Exhausted from rapid obsessing
All I feel is aggressive doubt
To darkest hidden corners
My mind, heart, it flows throughout.
Deepest wounds make a home
Between buried thoughts in brain
Bleeding steady streams of uncertainty
I show nobody my pain.
Stomach knotted tight with effort
I wait for someone to notice
Difference in how I speak
I am in the background, something's amiss.
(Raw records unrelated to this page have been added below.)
// ABOUTME: In-memory NotesApi used by unit tests
// ABOUTME: Paginates and searches like the real service, with switches for failures and stalls

use async_trait::async_trait;
use chrono::{TimeZone, Utc};
use notehub_client::{ApiError, ListParams, NewNote, Note, NoteList, NotesApi, Result, Tag};
use std::sync::atomic::{AtomicBool, AtomicUsize, Ordering};
use std::sync::{Arc, Mutex};
use tokio::sync::Semaphore;

#[derive(Default)]
pub struct FakeNotes {
    notes: Mutex<Vec<Note>>,
    next_id: AtomicUsize,
    list_calls: AtomicUsize,
    create_calls: AtomicUsize,
    fail_lists: AtomicBool,
    fail_creates: AtomicBool,
    list_gate: Mutex<Option<Arc<Semaphore>>>,
}

impl FakeNotes {
    pub fn with_notes(count: usize) -> Arc<Self> {
        let fake = Arc::new(Self::default());
        for i in 0..count {
            fake.insert(&format!("Note {i}"), Tag::ALL[i % Tag::ALL.len()]);
        }
        fake
    }

    pub fn insert(&self, title: &str, tag: Tag) -> Note {
        let id = self.next_id.fetch_add(1, Ordering::SeqCst);
        let at = Utc.timestamp_opt(1_700_000_000 + id as i64, 0).unwrap();
        let note = Note {
            id: format!("note-{id}"),
            title: title.to_string(),
            content: format!("content of {title}"),
            tag,
            created_at: at,
            updated_at: at,
        };
        self.notes.lock().unwrap().push(note.clone());
        note
    }

    pub fn list_calls(&self) -> usize {
        self.list_calls.load(Ordering::SeqCst)
    }

    pub fn create_calls(&self) -> usize {
        self.create_calls.load(Ordering::SeqCst)
    }

    pub fn fail_lists(&self, fail: bool) {
        self.fail_lists.store(fail, Ordering::SeqCst);
    }

    pub fn fail_creates(&self, fail: bool) {
        self.fail_creates.store(fail, Ordering::SeqCst);
    }

    /// Make every list call wait for a permit on the returned semaphore
    pub fn hold_lists(&self) -> Arc<Semaphore> {
        let gate = Arc::new(Semaphore::new(0));
        *self.list_gate.lock().unwrap() = Some(gate.clone());
        gate
    }
}

#[async_trait]
impl NotesApi for FakeNotes {
    async fn list_notes(&self, params: &ListParams) -> Result<NoteList> {
        self.list_calls.fetch_add(1, Ordering::SeqCst);
        let gate = self.list_gate.lock().unwrap().clone();
        if let Some(gate) = gate {
            if let Ok(permit) = gate.acquire().await {
                permit.forget();
            }
        }
        if self.fail_lists.load(Ordering::SeqCst) {
            return Err(ApiError::Transport("connection refused".into()));
        }

        let needle = params.search.to_lowercase();
        let notes = self.notes.lock().unwrap();
        let matching: Vec<&Note> = notes
            .iter()
            .filter(|n| {
                needle.is_empty()
                    || n.title.to_lowercase().contains(&needle)
                    || n.content.to_lowercase().contains(&needle)
            })
            .collect();

        let per_page = params.per_page.max(1) as usize;
        let start = (params.page.max(1) as usize - 1) * per_page;
        Ok(NoteList {
            notes: matching
                .iter()
                .skip(start)
                .take(per_page)
                .map(|n| (*n).clone())
                .collect(),
            total_pages: matching.len().div_ceil(per_page).max(1) as u32,
        })
    }

    async fn get_note(&self, id: &str) -> Result<Note> {
        self.notes
            .lock()
            .unwrap()
            .iter()
            .find(|n| n.id == id)
            .cloned()
            .ok_or_else(|| ApiError::Status {
                status: 404,
                message: "Note not found".into(),
            })
    }

    async fn create_note(&self, note: &NewNote) -> Result<Note> {
        self.create_calls.fetch_add(1, Ordering::SeqCst);
        if self.fail_creates.load(Ordering::SeqCst) {
            return Err(ApiError::Status {
                status: 500,
                message: "Internal Server Error".into(),
            });
        }
        let mut created = self.insert(&note.title, note.tag);
        created.content = note.content.clone();
        if let Some(stored) = self
            .notes
            .lock()
            .unwrap()
            .iter_mut()
            .find(|n| n.id == created.id)
        {
            stored.content = note.content.clone();
        }
        Ok(created)
    }

    async fn delete_note(&self, id: &str) -> Result<Note> {
        let mut notes = self.notes.lock().unwrap();
        let pos = notes
            .iter()
            .position(|n| n.id == id)
            .ok_or_else(|| ApiError::Status {
                status: 404,
                message: "Note not found".into(),
            })?;
        Ok(notes.remove(pos))
    }
}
I am shouting "help!" with a silent mouth
In this world colors do not belong
Wondering why I overthink each action
And why feelings persistently steer me wrong.
Get attatched very easily
To the coldest, wicked, damaging touch
Let guys I fell for destroy soft parts
Denied truth because I loved so much
Pretty sure there is something wrong with me
A mutation somewhere in DNA
It's like no matter how great life is going
Somehow everything still appears grey.
Transparent, see right through my skin
Walking through crowds alone
Dreaming of better days
Harboring thoughts I own.
Long to travel far from here
Can't sleep with all this stress
My mind my biggest enemy
Memory I can't evict or put to rest.
Mistakes coursing through blood
Screaming to get on the right track
Frightened I am not capable of succeeding
Failures precariously balanced in a stack.
Images as clear as the instant they occurred
Until eyes distort edges, greatly exaggerate
Have to write to distract accelerating thoughts
Words and stanzas my reliable escape.
Always there whenever, wherever I am at
My brain a dangerous nest
Sometimes the ideas I overanalyze
Become tangled and knotted then manifest.
Wishing to be a better person
My value I cannot comprehend
Instead focus solely on flaws
Insecurity never seems to end.
I'm insecure, but what do I have to be secure about?